Le développement récent de techniques de métagénomique a permis d’explorer le résistome intestinal de façon plus représentative. Une approche de métagénomique fonctionnelle appliquée aux microbiotes intestinaux et salivaires de deux adultes sains a notamment permis de détecter 95 « nouveaux gènes de résistance » potentiellement exprimables, prouvant ainsi que l’abondance et la diversité du résistome intestinal intrinsèque humain étaient jusqu’alors largement sous-estimées (Schmieder et Edwards, 2012 ; Duda-Ferrand, 2013).

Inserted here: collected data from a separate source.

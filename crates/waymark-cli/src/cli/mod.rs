use clap::{Parser, Subcommand};

mod args;
mod parsers;


pub use args::{CategoriesArgs, FilterArgs, OutlineArgs, ScanArgs, TrackArgs};

#[derive(Debug, Parser)]
#[command(name = "waymark")]
#[command(about = "Relevance filter and outline toolkit for guide content", version)]
pub struct Cli {
    #[command(subcommand)]
    pub command: Commands,
}

#[derive(Debug, Subcommand)]
pub enum Commands {
    Filter(FilterArgs),
    Categories(CategoriesArgs),
    Outline(OutlineArgs),
    Scan(ScanArgs),
    Track(TrackArgs),
}
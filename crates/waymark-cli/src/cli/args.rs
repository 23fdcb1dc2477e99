use std::path::PathBuf;

use clap::Args;

use super::parsers::{parse_heading_level, parse_unit_interval_f32};

#[derive(Debug, Args)]
pub struct FilterArgs {
    /// JSON file holding the QA record array.
    pub records: PathBuf,
    /// Free-text query; empty keeps every record in the active category.
    #[arg(long, default_value = "", allow_hyphen_values = true)]
    pub query: String,
    /// Category closure; `all` disables the category stage.
    #[arg(long, default_value = "all")]
    pub category: String,
    #[arg(long)]
    pub limit: Option<usize>,
    /// Drop query tokens of this many characters or fewer.
    #[arg(long)]
    pub min_token_chars: Option<usize>,
    /// Fraction of query tokens a record must contain.
    #[arg(long, value_parser = parse_unit_interval_f32)]
    pub overlap_ratio: Option<f32>,
    /// Print the full outcome including the trace document.
    #[arg(long, default_value_t = false)]
    pub trace: bool,
}

#[derive(Debug, Args)]
pub struct CategoriesArgs {
    pub records: PathBuf,
}

#[derive(Debug, Args)]
pub struct OutlineArgs {
    /// Markdown article to scan.
    pub article: PathBuf,
    /// Shallowest heading tier to keep (`1..=6`).
    #[arg(long, value_parser = parse_heading_level)]
    pub min_level: Option<u8>,
    /// Deepest heading tier to keep (`1..=6`).
    #[arg(long, value_parser = parse_heading_level)]
    pub max_level: Option<u8>,
    /// Print the scan report alongside the outline.
    #[arg(long, default_value_t = false)]
    pub report: bool,
}

#[derive(Debug, Args)]
pub struct ScanArgs {
    /// Content directory holding markdown articles.
    pub root: PathBuf,
    /// Exclude source paths by glob pattern.
    #[arg(long = "exclude", value_name = "GLOB")]
    pub exclude: Vec<String>,
    /// Include hidden files/directories in the walk.
    #[arg(long, default_value_t = false)]
    pub include_hidden: bool,
}

#[derive(Debug, Args)]
pub struct TrackArgs {
    /// Markdown article whose outline receives the samples.
    pub article: PathBuf,
    /// JSONL log: one visibility sample batch per line.
    pub samples: PathBuf,
}
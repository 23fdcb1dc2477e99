pub(super) fn parse_unit_interval_f32(raw: &str) -> std::result::Result<f32, String> {
    let value = raw
        .parse::<f32>()
        .map_err(|_| format!("invalid float value '{raw}'"))?;
    if !value.is_finite() || !(0.0..=1.0).contains(&value) {
        return Err(format!("value must be within [0.0, 1.0], got {value}"));
    }
    Ok(value)
}

pub(super) fn parse_heading_level(raw: &str) -> std::result::Result<u8, String> {
    let value = raw
        .parse::<u8>()
        .map_err(|_| format!("invalid integer value '{raw}'"))?;
    if !(1..=6).contains(&value) {
        return Err(format!("heading level must be within [1, 6], got {value}"));
    }
    Ok(value)
}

En Perspective, l'application de la métagénomique facilitera non seulement l'identification future de nouveaux gènes de résistance, mais elle sera utilisée pour prédire l'évolution future de la résistance aux antibiotiques et permettra de poursuivre les études sur les éléments génétiques participant au transfert de gènes de résistance (Schmieder et Edwards, 2012). Les recherches doivent se poursuivre afin de mieux comprendre le phénomène de la résistance. L’INRA développe des travaux dans certains domaines complémentaires, soit la connaissance des réservoirs de gènes et de bactéries résistantes, la réévaluation des modes de traitement ainsi que la posologie et finalement les nouvelles stratégies thérapeutiques. Le Centre de Recherche en Infectiologie de l’Université Laval travaille activement à établir des plates-formes génomiques et protéomiques qui permettront d’identifier de nouvelles cibles microbiennes, ce qui permettra la mise au point de nouvelles classes d’antibiotiques. Des tests génétiques de détection de gènes de résistance sont en train d’être mis au point afin d’identifier leur présence en moins d’une heure chez les patients infectés. De plus, des approches thérapeutiques novatrices permettront d’optimiser la réponse immunitaire et inflammatoire de l’hôte à l’aide de composés immunomodulateurs. Ces approches novatrices permettront de poursuivre avantageusement le combat contre les « super-microbes » (Fournier, 2003).